Even before she took up residence in the White House, Jackie Kennedy was fretting about her image and developing what would become her signature style. She was corresponding with designer Oleg Cassini, who was creating jackets and skirts for her. She was working with a personal shopper at the posh New York department store Bergdorf Goodman to find matching accessories. She knew the eyes of the nation would be scrutinizing her, and she was fortifying her closet in preparation for the spotlight.
Her meticulous approach to fashion is revealed in 17 letters that will be auctioned Nov. 23 in Amesbury as part of a three-day auction of Kennedy possessions and related items at John McInnis Auctioneers . The auction, which begins Nov. 22, is timed to the 50th anniversary of the assassination of John F. Kennedy.

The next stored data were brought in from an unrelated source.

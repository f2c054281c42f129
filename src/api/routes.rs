//! Application route configuration.

use axum::{
    extract::State, http::StatusCode, middleware, response::Json, routing::get, Router,
};
use serde::Serialize;
use tower_http::trace::TraceLayer;
use utoipa::OpenApi;
use utoipa_swagger_ui::SwaggerUi;

use super::handlers::author_routes;
use super::metrics::{render, track_metrics};
use super::openapi::ApiDoc;
use super::AppState;

/// Create the application router with all routes configured
pub fn create_router(state: AppState) -> Router {
    Router::new()
        .route("/", get(root))
        .route("/health", get(health))
        .route("/metrics", get(render))
        .merge(SwaggerUi::new("/swagger-ui").url("/api-docs/openapi.json", ApiDoc::openapi()))
        .merge(author_routes())
        .route_layer(middleware::from_fn(track_metrics))
        .layer(TraceLayer::new_for_http())
        .with_state(state)
}

const DATABASE_UNREACHABLE: &str = "database unreachable";

async fn root() -> &'static str {
    "Welcome to Author API"
}

#[derive(Serialize)]
struct HealthResponse {
    status: &'static str,
    database: ServiceStatus,
}

#[derive(Serialize)]
struct ServiceStatus {
    status: &'static str,
    #[serde(skip_serializing_if = "Option::is_none")]
    error: Option<String>,
}

/// Health check endpoint with database connectivity check
async fn health(State(state): State<AppState>) -> (StatusCode, Json<HealthResponse>) {
    let (code, response) = match state.health.ping().await {
        Ok(()) => (
            StatusCode::OK,
            HealthResponse {
                status: "healthy",
                database: ServiceStatus {
                    status: "healthy",
                    error: None,
                },
            },
        ),
        Err(e) => {
            tracing::warn!("Health check failed: {}", e);
            (
                StatusCode::SERVICE_UNAVAILABLE,
                HealthResponse {
                    status: "degraded",
                    database: ServiceStatus {
                        status: "unhealthy",
                        error: Some(DATABASE_UNREACHABLE.to_string()),
                    },
                },
            )
        }
    };

    (code, Json(response))
}
//! Domain layer - Core business entities
//!
//! Domain types carry no infrastructure dependencies.

pub mod author;

pub use author::Author;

Many of the letters were written to Bergdorf Goodman’s Marita O’Connor, who acted as the first lady’s personal shopper. The letters, which come directly from O’Connor’s family, are part of lots on which bidding is expected to start at $1,000 to $2,000.
“She knew exactly what she wanted,” appraiser Dan Meader said of Kennedy. “To see her
own words, her own design of herself . . . to me it marks a monumental change in American fashion. ”
Not only did Kennedy write letters to O’Connor with sketches of the shoes and hats that she needed to complete her outfits, she also tore pictures out of magazines and newspapers and attached swatches from ensembles that Cassini was creating for her. She sent these to O’Connor — or Miss Marita, as she calls her in the letters — to find the ideal accessories.
“You can tell that she is doing it on the fly,” Meader says. “She’d look at the magazine, tear out a page, and write ‘Marita, this is what I’m looking for, this is what I want.’ It’s pretty telling.”
Other items in the auction include shoes and purses belonging to the first lady, along with a blazer and fedora that belonged to JFK. According to Meader, the letters from the first lady reveal several interesting facts about Kennedy and how she saw her style.
For example, Kennedy had a love/hate relationship with her famous hats.
In one letter to O’Connor, she writes “Oh dear, it was so pleasant when I didn’t have to wear hats! They will pauperize me + I still feel absurd in them!” But in another, she writes, “I prefer to deal with you as hats are the most important thing.”
“She didn’t like wearing hats. He didn’t like wearing hats,” Meader said. “But they knew they had to. Otherwise the hat industry may have collapsed. It’s like when Clark Gable didn’t wear an undershirt [in the movie “It Happened One Night”] and sales of undershirts plummeted.”
She was also often asking O’Connor to look into finding berets.
“I just can’t find one big enough — in beige — a softish wool or cashmere material — I just want to wear it in the park when it’s raining and it must be big enough for me to tuck all my hair into — tell Halston sort of a ‘Jules & Jim’ shape but with a brim. . .!”
The letters also reveal that Kennedy was not shy about asking for advice from some of the biggest names in fashion. In one letter she asks O’Connor to consult with legendary editor Diana Vreeland, who was then working at Harper’s Bazaar and later moved to Vogue. It’s the modern-day equivalent of Michelle Obama consulting with Anna Wintour.
Besides hats, gloves, and purses, Kennedy also had very specific ideas about the kind of shoes she was shopping for. In one case she even drew a sketch of the silhouette of her ideal shoe.
“Please order me a pair of alligator shoes — size 10A — medium heel — slender — pointed toe but not exaggerated — no tricky vamp business.”
“. . .they simply must be ready on time,” she added.
“You can see how she really trusts Marita’s eye because she knows they’re on the same wave length,” Meader said.
The auction, he added, provides a look at the sunnier times of the Kennedy presidency, despite the gravity of the anniversary of the assassination.
“We’re trying to be respectful of what we have here,” Meader said. “When you see these letters, you really see a very personable woman with a sense of humor. It’s a way to reflect on happier times.”